> _Records from a data source_
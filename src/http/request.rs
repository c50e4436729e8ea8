use std::sync::Arc;

use http::header::SEC_WEBSOCKET_KEY;
use http::{Request, Response};
use hyper::body::{Body, Incoming};
use tracing::{debug, info, warn};

use crate::error::InterceptError;
use crate::http::context::RequestContext;
use crate::http::dispatch::{self, DispatchOptions};
use crate::http::hooks::RequestAction;
use crate::http::{response, websocket, ConnectionInfo, HttpShared};
use crate::stream::chain::{ChainBuilder, StreamChain};
use crate::stream::collect::CollectTransform;
use crate::stream::io::{empty_body, BodySource, ChannelSink, ProxyBody};

/// Abort unless the inbound connection is still there, tearing down what was built.
fn ensure_alive(conn: &ConnectionInfo, stages: &mut Option<ChainBuilder>) -> Result<(), InterceptError> {
    if conn.liveness.is_closed() {
        if let Some(stages) = stages.take() {
            stages.destroy();
        }
        return Err(InterceptError::InboundClosed);
    }
    Ok(())
}

fn abort(stages: &mut Option<ChainBuilder>, err: InterceptError) -> InterceptError {
    if let Some(stages) = stages.take() {
        stages.destroy();
    }
    err
}

/// Single entry point of both internal listeners.
pub(crate) async fn handle(
    req: Request<Incoming>,
    shared: Arc<HttpShared>,
    conn: Arc<ConnectionInfo>,
) -> Result<Response<ProxyBody>, InterceptError> {
    let result = intercept(req, &shared, &conn).await;

    if let Err(ref err) = result {
        if shared.settings.http_log {
            warn!(target: "http", "request from {:?} aborted: {err}", conn.peer_addr);
        }
    }

    result
}

async fn intercept(
    mut req: Request<Incoming>,
    shared: &HttpShared,
    conn: &ConnectionInfo,
) -> Result<Response<ProxyBody>, InterceptError> {
    let websocket_upgrade = req
        .headers()
        .get(http::header::UPGRADE)
        .and_then(|u| u.to_str().ok())
        .is_some_and(|u| u.trim().eq_ignore_ascii_case("websocket"));
    let on_upgrade = websocket_upgrade.then(|| hyper::upgrade::on(&mut req));

    let (parts, body) = req.into_parts();
    let inbound_empty = body.is_end_stream();
    let mut ctx = RequestContext::from_request_parts(&parts, conn.scheme, conn.peer_addr);
    let raw_url = ctx.to_url().ok();

    let mut stages = Some(StreamChain::builder(BodySource::new(body, "inbound-request")));
    let mut rewritten = false;

    ensure_alive(conn, &mut stages)?;

    let (request_hook, response_hook) = {
        let state = shared.state.read().await;
        (state.request_hook.clone(), state.response_hook.clone())
    };

    if let Some(hook) = request_hook {
        let action = hook.on_request(&mut ctx).await;
        ensure_alive(conn, &mut stages)?;

        if let Some(terminal) = ctx.take_response() {
            if let Some(stages) = stages.take() {
                stages.destroy();
            }
            return Ok(terminal);
        }

        let action = action.map_err(|err| abort(&mut stages, InterceptError::HookFailed(err)))?;
        match action {
            RequestAction::Pass => {}
            RequestAction::Block => return Err(abort(&mut stages, InterceptError::HookBlocked)),
            RequestAction::Replace(_) | RequestAction::Collect(_) if ctx.is_websocket() => {
                warn!(target: "http", "body rewrite ignored for websocket upgrade of {}", ctx.path);
            }
            RequestAction::Replace(source) => {
                if let Some(stages) = stages.as_mut() {
                    stages.replace_source(Box::new(source));
                }
                ctx.headers.remove("content-length");
                rewritten = true;
            }
            RequestAction::Collect(handler) => {
                if let Some(stages) = stages.as_mut() {
                    stages.push(CollectTransform::new(handler));
                }
                ctx.headers.remove("content-length");
                rewritten = true;
            }
        }
    }

    let options = DispatchOptions::from_context(&ctx).map_err(|err| abort(&mut stages, err))?;
    let snapshot = Arc::new(ctx.snapshot());

    if shared.settings.http_log {
        info!(
            target: "http",
            "{} {} -> {}",
            options.method,
            raw_url.as_deref().unwrap_or("-"),
            options.url(ctx.scheme)
        );
    }

    if let Some(on_upgrade) = on_upgrade {
        if let Some(stages) = stages.take() {
            stages.destroy();
        }
        let client_key = ctx.original_headers().get_all(SEC_WEBSOCKET_KEY.as_str()).next().cloned();
        return websocket::bridge(&options, ctx.scheme, client_key, on_upgrade, snapshot, shared).await;
    }

    let mut outbound = dispatch::connect(&options, ctx.scheme, ctx.auto_http2, shared)
        .await
        .map_err(|err| abort(&mut stages, err))?;

    let body = match stages.take() {
        Some(stages) if inbound_empty && !rewritten => {
            stages.destroy();
            empty_body()
        }
        Some(stages) => {
            let (sink, body) = ChannelSink::channel("outbound-request");
            let chain = stages.sink(sink);
            tokio::spawn(async move {
                if let Err(err) = chain.run().await {
                    debug!(target: "http", "request body chain failed: {err}");
                }
            });
            body
        }
        None => empty_body(),
    };

    let outbound_req = dispatch::build_request(&options, ctx.scheme, outbound.version(), body)?;
    let timeout = options.timeout(shared.settings.request_timeout_std());
    let upstream = tokio::time::timeout(timeout, outbound.send(outbound_req)).await??;

    response::intercept(upstream, snapshot, response_hook, &conn.liveness, shared.settings.http_log).await
}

> _Assigned task_
Given the data above, transcribe exactly the lines from the one containing "let mut ctx" down to the one containing "let state = shared.state.read().await;", and no others.

> _Finished exercise_
    let mut ctx = RequestContext::from_request_parts(&parts, conn.scheme, conn.peer_addr);
    let raw_url = ctx.to_url().ok();

    let mut stages = Some(StreamChain::builder(BodySource::new(body, "inbound-request")));
    let mut rewritten = false;

    ensure_alive(conn, &mut stages)?;

    let (request_hook, response_hook) = {
        let state = shared.state.read().await;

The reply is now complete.